__What is expected__. Check each line of the listing below for the string "target", then copy every line that has it.

__Data to examine__.

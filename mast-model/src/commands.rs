//! Model construction commands understood by the FEA application gateway

use serde::{Deserialize, Serialize};

/// Nodal support restraint types
#[derive(Debug, Clone, Copy, PartialEq, Eq, Hash, Default, Serialize, Deserialize)]
#[serde(rename_all = "snake_case")]
pub enum SupportType {
    /// Translations restrained, rotations free
    #[default]
    Hinged,
    /// All DOFs restrained
    Fixed,
}

/// Static analysis settings kinds
#[derive(Debug, Clone, Copy, PartialEq, Eq, Hash, Default, Serialize, Deserialize)]
#[serde(rename_all = "snake_case")]
pub enum AnalysisKind {
    #[default]
    GeometricallyLinear,
    LargeDeformation,
}

/// Global axes orientation of the target model
#[derive(Debug, Clone, Copy, PartialEq, Eq, Hash, Default, Serialize, Deserialize)]
#[serde(rename_all = "snake_case")]
pub enum AxesOrientation {
    #[default]
    ZUp,
    ZDown,
}

/// Self-weight of a load case.
///
/// `factors` holds the direction factors in global X, Y and Z.
#[derive(Debug, Clone, Copy, PartialEq, Default, Serialize, Deserialize)]
pub struct SelfWeight {
    pub enabled: bool,
    #[serde(default, skip_serializing_if = "Option::is_none")]
    pub factors: Option<[f64; 3]>,
}

impl SelfWeight {
    pub fn disabled() -> Self {
        Self {
            enabled: false,
            factors: None,
        }
    }

    /// Self-weight acting along global Z with the given factor
    pub fn along_z(factor: f64) -> Self {
        Self {
            enabled: true,
            factors: Some([0.0, 0.0, factor]),
        }
    }

    /// Z direction factor, 0.0 when disabled
    pub fn z_factor(&self) -> f64 {
        self.factors.map_or(0.0, |f| f[2])
    }
}

/// Model-wide base settings
#[derive(Debug, Clone, Copy, PartialEq, Serialize, Deserialize)]
pub struct BaseSettings {
    /// Gravitational acceleration (m/s²)
    pub gravitational_acceleration: f64,
    pub global_axes_orientation: AxesOrientation,
    pub local_axes_orientation: AxesOrientation,
    /// Tolerances for nodes, lines, surfaces and directions
    pub tolerances: [f64; 4],
}

impl Default for BaseSettings {
    fn default() -> Self {
        Self {
            gravitational_acceleration: 9.81,
            global_axes_orientation: AxesOrientation::ZUp,
            local_axes_orientation: AxesOrientation::ZDown,
            tolerances: [0.0005; 4],
        }
    }
}

/// A single model construction command.
///
/// Commands are applied in the order they are emitted; numbering is that of
/// the target model.
#[derive(Debug, Clone, PartialEq, Serialize, Deserialize)]
#[serde(tag = "command", rename_all = "snake_case")]
pub enum ModelCommand {
    BeginModification {
        model_name: String,
    },
    BaseSettings(BaseSettings),
    CreateNode {
        no: u32,
        x: f64,
        y: f64,
        z: f64,
    },
    CreateMaterial {
        no: u32,
        name: String,
    },
    CreateSection {
        no: u32,
        name: String,
        comment: String,
    },
    CreateMember {
        no: u32,
        start_node: u32,
        end_node: u32,
        rotation_angle: f64,
        start_section: u32,
        end_section: u32,
    },
    CreateCableMember {
        no: u32,
        start_node: u32,
        end_node: u32,
        section: u32,
    },
    CreateNodalSupport {
        no: u32,
        nodes: String,
        support_type: SupportType,
    },
    CreateLoadCase {
        no: u32,
        name: String,
        self_weight: SelfWeight,
    },
    CreateNodalLoad {
        no: u32,
        load_case: u32,
        nodes: String,
        /// [FX, FY, FZ, MX, MY, MZ]
        components: [f64; 6],
    },
    CreateImposedNodalDeformation {
        no: u32,
        load_case: u32,
        node: String,
        /// [UX, UY, UZ, PHI_X, PHI_Y, PHI_Z]
        parameters: [f64; 6],
    },
    CreateStaticAnalysisSettings {
        no: u32,
        name: String,
        kind: AnalysisKind,
    },
    CalculateAll,
    FinishModification,
}

/// Discriminant of a command, for counting and filtering
#[derive(Debug, Clone, Copy, PartialEq, Eq, Hash, PartialOrd, Ord)]
pub enum CommandKind {
    BeginModification,
    BaseSettings,
    Node,
    Material,
    Section,
    Member,
    CableMember,
    NodalSupport,
    LoadCase,
    NodalLoad,
    ImposedNodalDeformation,
    StaticAnalysisSettings,
    CalculateAll,
    FinishModification,
}

impl ModelCommand {
    pub fn kind(&self) -> CommandKind {
        match self {
            ModelCommand::BeginModification { .. } => CommandKind::BeginModification,
            ModelCommand::BaseSettings(_) => CommandKind::BaseSettings,
            ModelCommand::CreateNode { .. } => CommandKind::Node,
            ModelCommand::CreateMaterial { .. } => CommandKind::Material,
            ModelCommand::CreateSection { .. } => CommandKind::Section,
            ModelCommand::CreateMember { .. } => CommandKind::Member,
            ModelCommand::CreateCableMember { .. } => CommandKind::CableMember,
            ModelCommand::CreateNodalSupport { .. } => CommandKind::NodalSupport,
            ModelCommand::CreateLoadCase { .. } => CommandKind::LoadCase,
            ModelCommand::CreateNodalLoad { .. } => CommandKind::NodalLoad,
            ModelCommand::CreateImposedNodalDeformation { .. } => {
                CommandKind::ImposedNodalDeformation
            }
            ModelCommand::CreateStaticAnalysisSettings { .. } => {
                CommandKind::StaticAnalysisSettings
            }
            ModelCommand::CalculateAll => CommandKind::CalculateAll,
            ModelCommand::FinishModification => CommandKind::FinishModification,
        }
    }
}
//! Frame elements - frame members and guy wires between two nodes

use serde::{Deserialize, Serialize};

use super::NodeRef;

/// Kind of structural member
#[derive(Debug, Clone, Copy, PartialEq, Eq, Hash, Serialize, Deserialize)]
pub enum MemberType {
    /// Beam/column carrying bending, built as a two-node member
    Frame,
    /// Guy wire, built as a cable member
    GuyWire,
}

impl MemberType {
    pub fn is_cable(&self) -> bool {
        matches!(self, MemberType::GuyWire)
    }
}

/// Cross-section reference by engineering name (e.g. "D32")
#[derive(Debug, Clone, PartialEq, Eq, Hash, Serialize, Deserialize)]
pub struct CrossSectionRef {
    pub name: String,
}

/// A frame element of the tower
#[derive(Debug, Clone, PartialEq, Serialize, Deserialize)]
pub struct FrameElement {
    /// Member number, unique within the document
    pub member_number: u32,
    /// Frame or guy wire
    pub member_type: MemberType,
    /// Start node
    pub start_node: NodeRef,
    /// End node
    pub end_node: NodeRef,
    /// Cross-section used along the whole member
    pub cross_section: CrossSectionRef,
}

impl FrameElement {
    /// Create a frame member between two nodes
    pub fn frame(member_number: u32, start: u32, end: u32, section: &str) -> Self {
        Self {
            member_number,
            member_type: MemberType::Frame,
            start_node: start.into(),
            end_node: end.into(),
            cross_section: CrossSectionRef {
                name: section.to_string(),
            },
        }
    }

    /// Create a guy wire between two nodes
    pub fn guy_wire(member_number: u32, start: u32, end: u32, section: &str) -> Self {
        Self {
            member_type: MemberType::GuyWire,
            ..Self::frame(member_number, start, end, section)
        }
    }

    /// Name of the cross-section
    pub fn section_name(&self) -> &str {
        &self.cross_section.name
    }
}

#[cfg(test)]
mod tests {
    use super::*;

    #[test]
    fn test_parse_guy_wire() {
        let json = r#"{
            "member_number": 12,
            "member_type": "GuyWire",
            "start_node": {"number": 3},
            "end_node": {"number": 40},
            "cross_section": {"name": "SWR_1x7_D9", "area": 0.00005}
        }"#;
        let element: FrameElement = serde_json::from_str(json).unwrap();
        assert!(element.member_type.is_cable());
        assert_eq!(element.section_name(), "SWR_1x7_D9");
        assert_eq!(element, FrameElement::guy_wire(12, 3, 40, "SWR_1x7_D9"));
    }

    #[test]
    fn test_unknown_member_type_is_rejected() {
        let json = r#"{
            "member_number": 1,
            "member_type": "Truss",
            "start_node": {"number": 1},
            "end_node": {"number": 2},
            "cross_section": {"name": "D32"}
        }"#;
        assert!(serde_json::from_str::<FrameElement>(json).is_err());
    }
}
use serde::{Deserialize, Serialize};

use mast_model::prelude::{BuildSummary, BuilderConfig, FeaInput, ModelCommand};

/// Build request: an FEA input document and optional configuration overrides
#[derive(Debug, Clone, Serialize, Deserialize)]
pub struct BuildRequest {
    pub document: FeaInput,
    /// Replaces the service configuration for this request
    #[serde(default)]
    pub config: Option<BuilderConfig>,
    /// Plan only, nothing is sent to the gateway
    #[serde(default)]
    pub dry_run: bool,
}

/// Planned command stream for a document
#[derive(Debug, Clone, Serialize, Deserialize)]
pub struct PlanResponse {
    pub summary: BuildSummary,
    pub commands: Vec<ModelCommand>,
}

/// Build response structure
#[derive(Debug, Clone, Serialize, Deserialize)]
pub struct BuildResponse {
    pub job_id: String,
    pub status: BuildStatus,
    pub summary: Option<BuildSummary>,
    /// Commands accepted by the gateway
    pub submitted: usize,
    pub error_message: Option<String>,
    pub timestamp: String,
}

#[derive(Debug, Clone, Copy, PartialEq, Eq, Serialize, Deserialize)]
pub enum BuildStatus {
    Submitted,
    DryRun,
}

/// Outcome of sending a plan to the gateway
#[derive(Debug, Clone, Serialize, Deserialize)]
pub struct SubmissionReport {
    pub job_id: String,
    pub submitted: usize,
    pub elapsed_ms: u64,
}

__Reply__.
/// Global axes orientation of the target model
/// the target model.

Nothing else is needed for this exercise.